Work instructions → Scan the entries below and extract each line with the word "self" in it.

- Opening Delimiter -

/// A component on a schematic page.
#[derive(Debug, Clone)]
pub struct BComponent {
    pub schematic: SchematicId,
    /// Symbol basename, e.g. `resistor-1.sym`.
    pub basename: CompactString,
    /// The resolved symbol, if the library lookup succeeded.
    pub symbol: Option<Arc<Symbol>>,
    /// `refdes=` attribute value, if any.
    pub refdes: Option<CompactString>,
    /// Attributes attached to the component instance.
    pub attached: Attributes,
    /// Floating attributes of the symbol (the inherited scope).
    pub inherited: Attributes,
    pub pins: Vec<BPinId>,
    pub pins_by_number: HashMap<CompactString, BPinId>,
    /// Sub-schematics referenced by `source=`, in attribute order.
    pub composite_sources: Vec<SchematicId>,
    pub is_graphical: bool,
    pub has_netname_attrib: bool,
    pub has_portname_attrib: bool,
    /// `param=name=value` attributes, attached overriding inherited.
    pub parameters: HashMap<CompactString, CompactString>,
}

impl BComponent {
    /// First attached value of the attribute, falling back to the
    /// first inherited one.
    pub fn get_attribute(&self, name: &str) -> Option<&CompactString> {
        self.attached.get_first(name)
            .or_else(|| self.inherited.get_first(name))
    }

    /// All attached values followed by all inherited values.
    pub fn get_attributes<'i>(&'i self, name: &'i str)
                              -> impl Iterator<Item = &'i CompactString> + 'i
    {
        self.attached.get_all(name).chain(self.inherited.get_all(name))
    }
}

/// A pin of a blueprint component.
#[derive(Debug, Clone)]
pub struct BPin {
    pub component: BCompId,
    /// `pinnumber=`, possibly renumbered by the slotting pass.
    pub number: Option<CompactString>,
    /// Attributes attached to the pin in the symbol.
    pub attribs: Attributes,
    /// The blueprint net the pin connects to.  Every pin has one,
    /// even if it is alone on it.
    pub bnet: BNetId,
    /// Created by the `net=` pass rather than by a pin object.
    pub is_virtual: bool,
    /// Named through a `net=` attribute.
    pub has_netattrib: bool,
}
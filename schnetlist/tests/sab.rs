use std::cell::RefCell;
use std::rc::Rc;
use schnetlist::*;

fn files_dir() -> &'static str {
    concat!(env!("CARGO_MANIFEST_DIR"), "/tests/files")
}

fn extract(filename: &str) -> Netlist {
    static INIT_LOG: std::sync::Once = std::sync::Once::new();
    INIT_LOG.call_once(clilog::init_stderr_color_debug);
    let mut symbols = SymbolLibrary::new();
    symbols.add_directory(files_dir(), false);
    let sources = SourceLibrary::new();
    Netlist::extract(
        &[format!("{}/{}", files_dir(), filename)],
        Config::default(), &symbols, &sources
    ).expect("extraction failed to load")
}

#[test]
fn sab_bypass_and_discard() {
    let mut netlist = extract("sab.sch");
    assert!(!netlist.failed);
    assert!(netlist.packages_by_refdes.contains_key("J1"));
    assert_eq!(netlist.nets.len(), 3);

    netlist.process_sab(&["pcb"], &SabRegistry::new());

    // the three nets on pins 1, 2, 3 merged into one, renamed SIG
    assert_eq!(netlist.nets.len(), 1);
    let &net = netlist.nets_by_name.get("SIG").expect("no SIG net");
    assert_eq!(netlist[net].name, "SIG");

    // the jumper is gone everywhere
    assert!(!netlist.packages_by_refdes.contains_key("J1"));
    assert_eq!(netlist.packages.len(), 3);

    let mut conns: Vec<(String, String)> = netlist[net].connections
        .iter()
        .map(|&ppin| (
            netlist[netlist[ppin].package].refdes.to_string(),
            netlist[ppin].number.to_string(),
        ))
        .collect();
    conns.sort();
    assert_eq!(conns, vec![
        ("R1".to_string(), "1".to_string()),
        ("R2".to_string(), "1".to_string()),
        ("R3".to_string(), "1".to_string()),
    ]);
}

#[test]
fn sab_empty_context_is_noop() {
    let mut netlist = extract("sab.sch");
    let packages = netlist.packages.clone();
    let nets = netlist.nets.clone();
    let components = netlist.components.clone();

    netlist.process_sab(&[], &SabRegistry::new());

    assert_eq!(netlist.packages, packages);
    assert_eq!(netlist.nets, nets);
    assert_eq!(netlist.components, components);
    assert!(netlist.packages_by_refdes.contains_key("J1"));
}

#[test]
fn sab_unknown_context_is_ignored() {
    let mut netlist = extract("sab.sch");
    netlist.process_sab(&["assembly"], &SabRegistry::new());
    // neither the pcb nor the bom sab-param applies
    assert!(netlist.packages_by_refdes.contains_key("J1"));
    assert_eq!(netlist.nets.len(), 3);
}

#[test]
fn sab_exec_registry() {
    let mut netlist = extract("sab.sch");
    let calls: Rc<RefCell<Vec<(String, String, String)>>> =
        Rc::new(RefCell::new(Vec::new()));

    let mut registry = SabRegistry::new();
    let log = calls.clone();
    registry.register("myscript",
                      move |nl: &mut Netlist, context: &str,
                            comp: CompId, params: &str| {
        log.borrow_mut().push((
            context.to_string(),
            nl[comp].refdes.clone().unwrap().to_string(),
            params.to_string(),
        ));
    });
    netlist.process_sab(&["bom"], &registry);

    assert_eq!(&*calls.borrow(), &[(
        "bom".to_string(),
        "R1".to_string(),
        "extra".to_string(),
    )]);
    // exec leaves the component alone unless the handler acts
    assert!(netlist.packages_by_refdes.contains_key("R1"));
}

#[test]
fn sab_exec_unknown_script_warns_and_skips() {
    let mut netlist = extract("sab.sch");
    // no handler registered: a warning, nothing else
    netlist.process_sab(&["bom"], &SabRegistry::new());
    assert!(netlist.packages_by_refdes.contains_key("R1"));
}

#[test]
fn sab_order_numbers() {
    let mut netlist = extract("saborder.sch");
    let calls: Rc<RefCell<Vec<String>>> = Rc::new(RefCell::new(Vec::new()));

    let mut registry = SabRegistry::new();
    let log = calls.clone();
    registry.register("log", move |nl: &mut Netlist, _: &str,
                             comp: CompId, _: &str| {
        log.borrow_mut().push(
            nl[comp].refdes.clone().unwrap().to_string());
    });
    netlist.process_sab(&["seq"], &registry);

    // ascending order numbers first, unordered entries last
    assert_eq!(&*calls.borrow(),
               &["R2".to_string(), "R1".to_string(), "R3".to_string()]);
}
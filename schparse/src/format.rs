//! File format detection from file name extensions.

use std::path::Path;

/// The supported on-disk formats.
#[derive(Debug, Copy, Clone, PartialEq, Eq)]
pub enum FileFormat {
    /// Legacy text schematic (`.sch`).
    Sch,
    /// Legacy text symbol (`.sym`).
    Sym,
    /// XML schematic (`.sch.xml`).
    SchXml,
    /// XML symbol (`.sym.xml`).
    SymXml,
}

impl FileFormat {
    /// Whether this is a symbol format (as opposed to a schematic).
    #[inline]
    pub fn is_symbol(self) -> bool {
        matches!(self, FileFormat::Sym | FileFormat::SymXml)
    }
}

/// Raised when a file name extension is not recognized.
#[derive(Debug, Clone, PartialEq, Eq)]
pub struct UnknownFormatError(pub String);

impl std::fmt::Display for UnknownFormatError {
    fn fmt(&self, f: &mut std::fmt::Formatter) -> std::fmt::Result {
        write!(f, "{}: unrecognized file name extension", self.0)
    }
}

/// Guess the file format from the file name.
pub fn guess_format(path: &Path) -> Result<FileFormat, UnknownFormatError> {
    let name = path.file_name()
        .map(|n| n.to_string_lossy().to_ascii_lowercase())
        .unwrap_or_default();
    if name.ends_with(".sch.xml") {
        Ok(FileFormat::SchXml)
    } else if name.ends_with(".sym.xml") {
        Ok(FileFormat::SymXml)
    } else if name.ends_with(".sch") {
        Ok(FileFormat::Sch)
    } else if name.ends_with(".sym") {
        Ok(FileFormat::Sym)
    } else {
        Err(UnknownFormatError(path.display().to_string()))
    }
}

#[test]
fn test_guess_format() {
    use FileFormat::*;
    assert_eq!(guess_format(Path::new("a/top.sch")), Ok(Sch));
    assert_eq!(guess_format(Path::new("res-1.SYM")), Ok(Sym));
    assert_eq!(guess_format(Path::new("top.sch.xml")), Ok(SchXml));
    assert_eq!(guess_format(Path::new("res-1.sym.xml")), Ok(SymXml));
    assert!(guess_format(Path::new("top.v")).is_err());
}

- Closing Delimiter -

Expected answer →
    pub fn get_attribute(&self, name: &str) -> Option<&CompactString> {
        self.attached.get_first(name)
            .or_else(|| self.inherited.get_first(name))
    pub fn get_attributes<'i>(&'i self, name: &'i str)
        self.attached.get_all(name).chain(self.inherited.get_all(name))
    pub fn is_symbol(self) -> bool {
        matches!(self, FileFormat::Sym | FileFormat::SymXml)
    fn fmt(&self, f: &mut std::fmt::Formatter) -> std::fmt::Result {
        write!(f, "{}: unrecognized file name extension", self.0)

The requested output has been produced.